You can allow your uncle to do this or alternatively you stand up for your entitlement and take action.
I would be very concerned about the insurance situation and this should be clarified straightway 
The executor should be asked by the beneficiaries to give an exact account of insurance, progress as to sale etc. If he does not cooperate then a solicitor should be consulted. If the beneficiaries do not want to go this route then prepare to be ripped off.
As regards the uncle who has died in the absence of a will I believe his share of the estate should pass to the daughter.


----------



## Valimatka (9 Feb 2017)

Yes there is stuff going on.. stuff even I don't know about. 

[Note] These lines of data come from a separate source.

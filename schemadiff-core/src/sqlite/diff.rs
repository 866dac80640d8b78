//! Schema comparison and migration script generation for SQLite.
//!
//! The differ is a pure function of two introspected models. It compares at
//! the database, table, column, and dependent-object levels, and decides per
//! table whether the change is expressible with in-place ALTERs or needs the
//! table-rebuild protocol (shadow table, mapped copy, drop, rename).

use std::fmt::Write;

use super::model::{SqliteTable, SqliteView};
use crate::db::quote_ident;
use crate::error::{Result, SchemaDiffError};

/// Outcome of classifying two column lists.
///
/// The four classes are disjoint: a column participating in a rename is
/// neither added nor removed.
#[derive(Debug, Default, PartialEq)]
pub(crate) struct ColumnsDiff {
    /// Source column names absent from the target.
    pub added: Vec<String>,
    /// Columns present on both sides whose non-name attributes differ and
    /// whose types are rebuild-compatible.
    pub modified: Vec<String>,
    /// Target column names absent from the source.
    pub removed: Vec<String>,
    /// (target name, source name) pairs in detection order.
    pub renamed: Vec<(String, String)>,
    pub foreign_keys_changed: bool,
}

impl ColumnsDiff {
    /// Modified columns and foreign-key changes cannot be expressed as
    /// single ALTERs; they force the rebuild protocol.
    fn requires_rebuild(&self) -> bool {
        !self.modified.is_empty() || self.foreign_keys_changed
    }

    /// The target-side (old) name a source column was renamed from.
    fn renamed_from(&self, source_name: &str) -> Option<&str> {
        self.renamed
            .iter()
            .find(|(_, new)| new == source_name)
            .map(|(old, _)| old.as_str())
    }

    fn consumed_target(&self, target_name: &str) -> bool {
        self.renamed.iter().any(|(old, _)| old == target_name)
    }
}

/// Classify the column sets of two same-named tables.
pub(crate) fn diff_columns(source: &SqliteTable, target: &SqliteTable) -> ColumnsDiff {
    let mut diff = ColumnsDiff::default();

    for source_column in &source.columns {
        let Some(target_column) = target.column_by_name(&source_column.name) else {
            // Absent by name in the target. A rename candidate is a target
            // column that is absent from the source, not yet consumed by an
            // earlier rename, and attribute-equal; first fit in declared
            // order wins.
            let renamed = target.columns.iter().find(|c| {
                source.column_by_name(&c.name).is_none()
                    && !diff.consumed_target(&c.name)
                    && c.attributes_equal(source_column)
            });
            match renamed {
                Some(c) => diff.renamed.push((c.name.clone(), source_column.name.clone())),
                None => diff.added.push(source_column.name.clone()),
            }
            continue;
        };

        if source_column == target_column {
            continue;
        }

        if source_column.type_name != target_column.type_name
            && !source_column.type_change_compatible(target_column)
        {
            // Incompatible type change: the data cannot be carried over, so
            // the column is dropped and re-added.
            diff.removed.push(target_column.name.clone());
            diff.added.push(source_column.name.clone());
            continue;
        }

        diff.modified.push(source_column.name.clone());
    }

    for target_column in &target.columns {
        if source.column_by_name(&target_column.name).is_none()
            && !diff.consumed_target(&target_column.name)
        {
            diff.removed.push(target_column.name.clone());
        }
    }

    diff.foreign_keys_changed = source.foreign_keys.len() != target.foreign_keys.len()
        || source
            .foreign_keys
            .iter()
            .any(|fk| !target.foreign_keys.contains(fk));

    diff
}

/// Diff the full table sets. Source-only tables are created in full,
/// common tables are descended into, and target-only tables are dropped at
/// the end of the section.
pub fn diff_tables(source: &[SqliteTable], target: &[SqliteTable]) -> Result<String> {
    let mut segments = Vec::new();

    for source_table in source {
        match target.iter().find(|t| t.name == source_table.name) {
            None => segments.push(source_table.create_full_sql()),
            Some(target_table) => {
                let table_diff = diff_table(source_table, target_table)?;
                if !table_diff.is_empty() {
                    segments.push(table_diff);
                }
            }
        }
    }

    let mut drops = Vec::new();
    for target_table in target {
        if !source.iter().any(|t| t.name == target_table.name) {
            drops.push(format!("DROP TABLE {};", quote_ident(&target_table.name)));
        }
    }
    if !drops.is_empty() {
        segments.push(drops.join("\n"));
    }

    Ok(segments.join("\n"))
}

/// Diff the view sets. Views are replayed verbatim; a changed definition is
/// dropped and recreated.
pub fn diff_views(source: &[SqliteView], target: &[SqliteView]) -> String {
    let mut statements = Vec::new();

    for source_view in source {
        match target.iter().find(|v| v.name == source_view.name) {
            None => statements.push(format!("{};", source_view.sql)),
            Some(target_view) if source_view.sql != target_view.sql => {
                statements.push(format!("DROP VIEW {};", quote_ident(&target_view.name)));
                statements.push(format!("{};", source_view.sql));
            }
            Some(_) => {}
        }
    }

    for target_view in target {
        if !source.iter().any(|v| v.name == target_view.name) {
            statements.push(format!("DROP VIEW {};", quote_ident(&target_view.name)));
        }
    }

    statements.join("\n")
}

fn diff_table(source: &SqliteTable, target: &SqliteTable) -> Result<String> {
    let columns = diff_columns(source, target);
    let mut out = String::new();

    if columns.requires_rebuild() {
        write_rebuild(&mut out, source, target, &columns)?;
        // DROP TABLE discarded the target's triggers along with the table;
        // restore the source's set wholesale.
        for trigger in &source.triggers {
            writeln!(out, "{};", trigger.sql)?;
        }
    } else {
        write_index_diff(&mut out, source, target)?;
        write_trigger_diff(&mut out, source, target)?;
        write_column_alters(&mut out, source, &columns)?;
    }

    Ok(out.trim_end().to_string())
}

fn write_index_diff(out: &mut String, source: &SqliteTable, target: &SqliteTable) -> Result<()> {
    for source_index in &source.indexes {
        match target.index_by_name(&source_index.name) {
            None => writeln!(out, "{}", source_index.create_sql())?,
            Some(target_index) if source_index != target_index => {
                writeln!(out, "DROP INDEX {};", quote_ident(&target_index.name))?;
                writeln!(out, "{}", source_index.create_sql())?;
            }
            Some(_) => {}
        }
    }
    for target_index in &target.indexes {
        if source.index_by_name(&target_index.name).is_none() {
            writeln!(out, "DROP INDEX {};", quote_ident(&target_index.name))?;
        }
    }
    Ok(())
}

fn write_trigger_diff(out: &mut String, source: &SqliteTable, target: &SqliteTable) -> Result<()> {
    for source_trigger in &source.triggers {
        match target.trigger_by_name(&source_trigger.name) {
            None => writeln!(out, "{};", source_trigger.sql)?,
            Some(target_trigger) if source_trigger.sql != target_trigger.sql => {
                writeln!(out, "DROP TRIGGER {};", quote_ident(&target_trigger.name))?;
                writeln!(out, "{};", source_trigger.sql)?;
            }
            Some(_) => {}
        }
    }
    for target_trigger in &target.triggers {
        if source.trigger_by_name(&target_trigger.name).is_none() {
            writeln!(out, "DROP TRIGGER {};", quote_ident(&target_trigger.name))?;
        }
    }
    Ok(())
}

fn write_column_alters(
    out: &mut String,
    source: &SqliteTable,
    columns: &ColumnsDiff,
) -> Result<()> {
    let table = quote_ident(&source.name);
    for (old_name, new_name) in &columns.renamed {
        writeln!(
            out,
            "ALTER TABLE {} RENAME COLUMN {} TO {};",
            table,
            quote_ident(old_name),
            quote_ident(new_name)
        )?;
    }
    for name in &columns.removed {
        writeln!(out, "ALTER TABLE {} DROP COLUMN {};", table, quote_ident(name))?;
    }
    for name in &columns.added {
        let column = source.column_by_name(name).ok_or_else(|| {
            SchemaDiffError::Internal(format!(
                "added column {} not found in table {}",
                name, source.name
            ))
        })?;
        writeln!(
            out,
            "ALTER TABLE {} ADD COLUMN {};",
            table,
            column.definition()
        )?;
    }
    Ok(())
}

/// The rebuild protocol: shadow table, mapped copy, drop, rename, index
/// re-creation. The INSERT column list follows the source's declared order;
/// each select expression copies a surviving column, reads a renamed
/// column's old name, falls back to the declared default, or NULL.
fn write_rebuild(
    out: &mut String,
    source: &SqliteTable,
    target: &SqliteTable,
    columns: &ColumnsDiff,
) -> Result<()> {
    let shadow_name = format!("_{}_temp", source.name);
    let shadow = SqliteTable {
        name: shadow_name.clone(),
        ..source.clone()
    };
    writeln!(out, "{}", shadow.create_table_sql())?;

    let mut insert_columns = Vec::with_capacity(source.columns.len());
    let mut select_exprs = Vec::with_capacity(source.columns.len());
    for column in &source.columns {
        insert_columns.push(quote_ident(&column.name));
        if target.column_by_name(&column.name).is_some() {
            select_exprs.push(quote_ident(&column.name));
        } else if let Some(old_name) = columns.renamed_from(&column.name) {
            select_exprs.push(quote_ident(old_name));
        } else if let Some(default) = &column.default {
            select_exprs.push(default.clone());
        } else {
            select_exprs.push("NULL".to_string());
        }
    }
    writeln!(
        out,
        "INSERT INTO {} ({}) SELECT {} FROM {};",
        quote_ident(&shadow_name),
        insert_columns.join(", "),
        select_exprs.join(", "),
        quote_ident(&source.name)
    )?;

    writeln!(out, "DROP TABLE {};", quote_ident(&source.name))?;
    writeln!(
        out,
        "ALTER TABLE {} RENAME TO {};",
        quote_ident(&shadow_name),
        quote_ident(&source.name)
    )?;

    // DROP TABLE took the target's indexes with it; recreate the source set
    // against the final table name.
    for index in &source.indexes {
        writeln!(out, "{}", index.create_sql())?;
    }
    Ok(())
}
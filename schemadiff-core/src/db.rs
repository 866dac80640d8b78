//! Database connections, TLS support, and identifier quoting.

use rusqlite::Connection;
use tokio_postgres::Client;

use crate::error::{Result, SchemaDiffError};

/// Default timeout for opening a PostgreSQL connection.
pub const DEFAULT_CONNECT_TIMEOUT_SECS: u64 = 30;

/// Quote a SQL identifier for emitted DDL.
///
/// Doubles any embedded double-quotes and wraps in double-quotes. Names
/// coming out of the catalog are treated as opaque, so emitted statements
/// always quote them even when the original DDL did not.
pub fn quote_ident(name: &str) -> String {
    format!("\"{}\"", name.replace('"', "\"\""))
}

/// TLS behavior for PostgreSQL connections.
#[derive(Debug, Clone, Copy, PartialEq, Eq, Default)]
pub enum SslMode {
    /// Never use TLS.
    Disable,
    /// Try TLS first, fall back to plaintext.
    #[default]
    Prefer,
    /// Require TLS — fail if the handshake fails.
    Require,
}

/// Build a rustls ClientConfig using the Mozilla CA bundle and ring crypto provider.
fn make_rustls_config() -> rustls::ClientConfig {
    let root_store =
        rustls::RootCertStore::from_iter(webpki_roots::TLS_SERVER_ROOTS.iter().cloned());
    rustls::ClientConfig::builder_with_provider(std::sync::Arc::new(
        rustls::crypto::ring::default_provider(),
    ))
    .with_safe_default_protocol_versions()
    .unwrap()
    .with_root_certificates(root_store)
    .with_no_client_auth()
}

/// Spawn the background connection driver task.
///
/// Both TLS and non-TLS connections produce a future that resolves when the
/// connection terminates. This helper runs it on the tokio runtime, logging
/// errors.
fn spawn_connection_task<F>(connection: F)
where
    F: std::future::Future<Output = std::result::Result<(), tokio_postgres::Error>>
        + Send
        + 'static,
{
    tokio::spawn(async move {
        if let Err(e) = connection.await {
            log::error!("Database connection error: {}", e);
        }
    });
}

async fn connect_once(
    conn_string: &str,
    ssl_mode: SslMode,
) -> std::result::Result<Client, tokio_postgres::Error> {
    match ssl_mode {
        SslMode::Disable => {
            let (client, connection) =
                tokio_postgres::connect(conn_string, tokio_postgres::NoTls).await?;
            spawn_connection_task(connection);
            Ok(client)
        }
        SslMode::Require => {
            let tls = tokio_postgres_rustls::MakeRustlsConnect::new(make_rustls_config());
            let (client, connection) = tokio_postgres::connect(conn_string, tls).await?;
            spawn_connection_task(connection);
            Ok(client)
        }
        SslMode::Prefer => {
            let tls = tokio_postgres_rustls::MakeRustlsConnect::new(make_rustls_config());
            match tokio_postgres::connect(conn_string, tls).await {
                Ok((client, connection)) => {
                    spawn_connection_task(connection);
                    Ok(client)
                }
                Err(_) => {
                    log::debug!("TLS connection failed, falling back to plaintext");
                    let (client, connection) =
                        tokio_postgres::connect(conn_string, tokio_postgres::NoTls).await?;
                    spawn_connection_task(connection);
                    Ok(client)
                }
            }
        }
    }
}

/// Open a PostgreSQL connection for catalog introspection.
///
/// Spawns the connection task on the tokio runtime. Passing
/// `connect_timeout_secs = 0` disables the timeout.
pub async fn connect_postgres(
    conn_string: &str,
    ssl_mode: SslMode,
    connect_timeout_secs: u64,
) -> Result<Client> {
    let connect_fut = connect_once(conn_string, ssl_mode);
    if connect_timeout_secs == 0 {
        return Ok(connect_fut.await?);
    }
    match tokio::time::timeout(
        std::time::Duration::from_secs(connect_timeout_secs),
        connect_fut,
    )
    .await
    {
        Ok(result) => Ok(result?),
        Err(_) => Err(SchemaDiffError::ConnectionFailed {
            descriptor: conn_string.to_string(),
            reason: format!("connect timed out after {}s", connect_timeout_secs),
        }),
    }
}

/// Open a SQLite database file.
pub fn open_sqlite(path: &str) -> Result<Connection> {
    Connection::open(path).map_err(|e| SchemaDiffError::ConnectionFailed {
        descriptor: path.to_string(),
        reason: e.to_string(),
    })
}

I don't know what is going on with my Uncle that is the Executor since I haven't really spoken to most of my Aunt/Uncles since I was about 18 when my Dad passed away, which made travelling nearly impossible for my Mum as she is disabled and he was her carer and drove her disability car. I had more contact with my Nan who, with my Mum, I helped her do her weekly shop down town. That's about it. I haven't seen my cousins in years except for at my Uncles Funeral last year. This is being mentioned since according to said cousin they apparently overheard my Mum say "Good. Now I can get my inheritance..." about 10 minutes after my Nan died in hospital. Which I know for a fact isn't true as my Mum was heartbroken and couldn't even talk straight for hours after. Since then things have been "frosty" with any dealings with most of the family except for the partner of my deceased Uncle.

They've been given enough notice to get their stuff packed up and to look for a new place. 

I would think waiting 3 years is long enough to start getting a bit annoyed with how long this is taking.

Thank you everyone for the replies. I'll be looking into this as soon as possible.


----------



## Marsha25 (10 Feb 2017)

OP you have no relationships to lose here with these relatives so I would definitely get on your uncles (executors) case. He needs to push the sale of the house or get the other pair to buy your mum out. Get a solicitor to pen a letter if he takes no heed of you/your mum.


----------